So, we go, going global, poses some unique challenges for us. Right now, we are in the US and Canada. We, we've partnered with a terrific Canadian retailer, called Sleep Country. It hasn't been the greatest year to launch with them, as Canada is still not open back up. Nearly half of our scores of theirs are still closed. But we're predominantly domestic.

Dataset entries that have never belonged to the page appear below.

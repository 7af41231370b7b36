use tracing::{debug, warn};

use super::events::{EventSink, SessionEvent};
use super::pipeline::StepDefinition;
use super::progress::{Progress, ProgressConfig, ProgressSimulator};
use super::step::{StepError, StepErrorKind, StepKind, StepOutcome};
use crate::api::{ApiError, IntegrationApi, RemoteCall};

/// Performs one remote call on behalf of a step.
///
/// The call and its progress simulator run side by side; the returned
/// outcome is only available once both have finished, so a full progress
/// bar never means the step is done.
pub struct StepExecutor<'a> {
    api: &'a dyn IntegrationApi,
    workspace_id: &'a str,
    progress: ProgressConfig,
    events: &'a EventSink,
}

impl<'a> StepExecutor<'a> {
    pub fn new(
        api: &'a dyn IntegrationApi,
        workspace_id: &'a str,
        progress: ProgressConfig,
        events: &'a EventSink,
    ) -> Self {
        Self {
            api,
            workspace_id,
            progress,
            events,
        }
    }

    pub fn events(&self) -> &EventSink {
        self.events
    }

    pub async fn execute(
        &self,
        step: StepKind,
        call: &RemoteCall,
        progress_max: Option<u32>,
        hint: Option<&str>,
        verifies: bool,
    ) -> (StepOutcome, Progress) {
        let config = match progress_max {
            Some(max) => self.progress.with_max_ticks(max),
            None => self.progress,
        };
        let simulator = ProgressSimulator::new(config);
        let events = self.events;

        debug!(step = ?step, operation = %call.operation, "Issuing remote call");
        let (result, progress) = tokio::join!(
            self.api.call(self.workspace_id, call),
            simulator.run(|progress| events.emit(SessionEvent::StepProgress { step, progress })),
        );

        let outcome = match result {
            Ok(value) => StepOutcome::Succeeded(value),
            Err(e) => {
                warn!(step = ?step, operation = %call.operation, error = %e, "Step failed");
                StepOutcome::Failed(step_error(&e, hint, verifies))
            }
        };
        (outcome, progress)
    }

    /// Execute a step described by a definition
    pub async fn execute_definition(
        &self,
        definition: &StepDefinition,
        call: &RemoteCall,
    ) -> (StepOutcome, Progress) {
        self.execute(
            definition.kind,
            call,
            definition.progress_max,
            definition.hint,
            definition.verifies,
        )
        .await
    }
}

/// Translate a backend failure into the error recorded on a step
pub fn step_error(err: &ApiError, hint: Option<&str>, verifies: bool) -> StepError {
    let kind = match err {
        ApiError::Network { .. } => StepErrorKind::Transport,
        ApiError::Conflict { .. } => StepErrorKind::DuplicateIntegration,
        ApiError::InvalidResponse { .. } => StepErrorKind::InvalidResponse,
        ApiError::Rejected { .. } if verifies => StepErrorKind::VerificationFailed,
        ApiError::Rejected { .. } => StepErrorKind::Rejected,
    };
    let error = StepError::new(kind, err.to_string());
    match hint {
        Some(hint) => error.with_hint(hint),
        None => error,
    }
}

#[cfg(test)]
mod tests {
    use super::*;
    use crate::api::client::MockIntegrationApi;
    use crate::api::{CallScope, ProviderKind};
    use crate::provisioning::mocks::ScriptedApi;
    use serde_json::json;
    use std::time::Duration;
    use tokio::time::Instant;

    fn call() -> RemoteCall {
        RemoteCall::new(
            CallScope::Provider(ProviderKind::Jira),
            "check-access",
            json!({"apiToken": "t"}),
        )
    }

    #[test]
    fn test_error_classification() {
        let rejected = ApiError::Rejected {
            status: 400,
            message: "nope".into(),
        };
        assert_eq!(step_error(&rejected, None, false).kind, StepErrorKind::Rejected);
        assert_eq!(
            step_error(&rejected, None, true).kind,
            StepErrorKind::VerificationFailed
        );

        let conflict = ApiError::Conflict { message: "dup".into() };
        let error = step_error(&conflict, Some("already added"), false);
        assert_eq!(error.kind, StepErrorKind::DuplicateIntegration);
        assert_eq!(error.hint.as_deref(), Some("already added"));

        let network = ApiError::Network { message: "reset".into() };
        assert_eq!(step_error(&network, None, true).kind, StepErrorKind::Transport);
    }

    #[tokio::test(start_paused = true)]
    async fn test_rejection_carries_hint() {
        let mut api = MockIntegrationApi::new();
        api.expect_call().times(1).returning(|_, _| {
            Err(ApiError::Rejected {
                status: 401,
                message: "bad token".into(),
            })
        });

        let events = EventSink::default();
        let executor = StepExecutor::new(&api, "ws1", ProgressConfig::default(), &events);
        let (outcome, _) = executor
            .execute(StepKind::CheckAccess, &call(), None, Some("Bad access token"), false)
            .await;

        let error = outcome.error().cloned().unwrap();
        assert_eq!(error.kind, StepErrorKind::Rejected);
        assert_eq!(error.hint.as_deref(), Some("Bad access token"));
    }

    #[tokio::test(start_paused = true)]
    async fn test_outcome_waits_for_slow_call_after_progress_is_full() {
        let api = ScriptedApi::new();
        api.delay("check-access", Duration::from_secs(3));

        let mut events = EventSink::default();
        let mut rx = events.subscribe();
        let executor = StepExecutor::new(&api, "ws1", ProgressConfig::default(), &events);
        let start = Instant::now();

        let (outcome, progress) = executor
            .execute(StepKind::CheckAccess, &call(), None, None, false)
            .await;

        assert!(outcome.is_success());
        assert!(progress.is_full());
        // Progress is full after 1s; the outcome still waits for the call
        assert!(start.elapsed() >= Duration::from_secs(3));

        let mut ticks = 0;
        while let Ok(event) = rx.try_recv() {
            if matches!(event, SessionEvent::StepProgress { .. }) {
                ticks += 1;
            }
        }
        assert_eq!(ticks, 200);
    }

    #[tokio::test(start_paused = true)]
    async fn test_outcome_waits_for_progress_after_fast_call() {
        let api = ScriptedApi::new();
        let events = EventSink::default();
        let executor = StepExecutor::new(&api, "ws1", ProgressConfig::default(), &events);
        let start = Instant::now();

        let (_, progress) = executor
            .execute(StepKind::DeleteTestIssue, &call(), Some(500), None, false)
            .await;

        assert_eq!(progress.max, 500);
        assert_eq!(start.elapsed(), Duration::from_millis(2500));
    }
}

What we have taken is a very omni channel strategy. When you're selling a considered purchase, that's a durable good, that the value proposition is something different, something unfamiliar, experiential, selling matters a lot. And oh, by the way, in this category 85% of sales happened brick and mortar. So, you know, it's just it's another interesting challenge as a, as a company that, that was born on the web, is we've realized the importance of having our product out there and it's one reason we've leaned in hard into retail partners as well. While it's only about a third of our revenue, we are sold in over 2000 retail stores now. And those, that's, that's not CPG. That's not boxes on shelves. You know, we're, I love Costco, I shopped there regularly, but we, you know, we haven't put sealed box mattresses in Costco. We are in furniture stores and mattress stores where we get significant square footage on the floor, where you can actually try experience our mattress and have the benefit of well-trained associates to help explain what we've got.
Michael LeBlanc
We'll be right back with our interview with Joe Megibow right after this message.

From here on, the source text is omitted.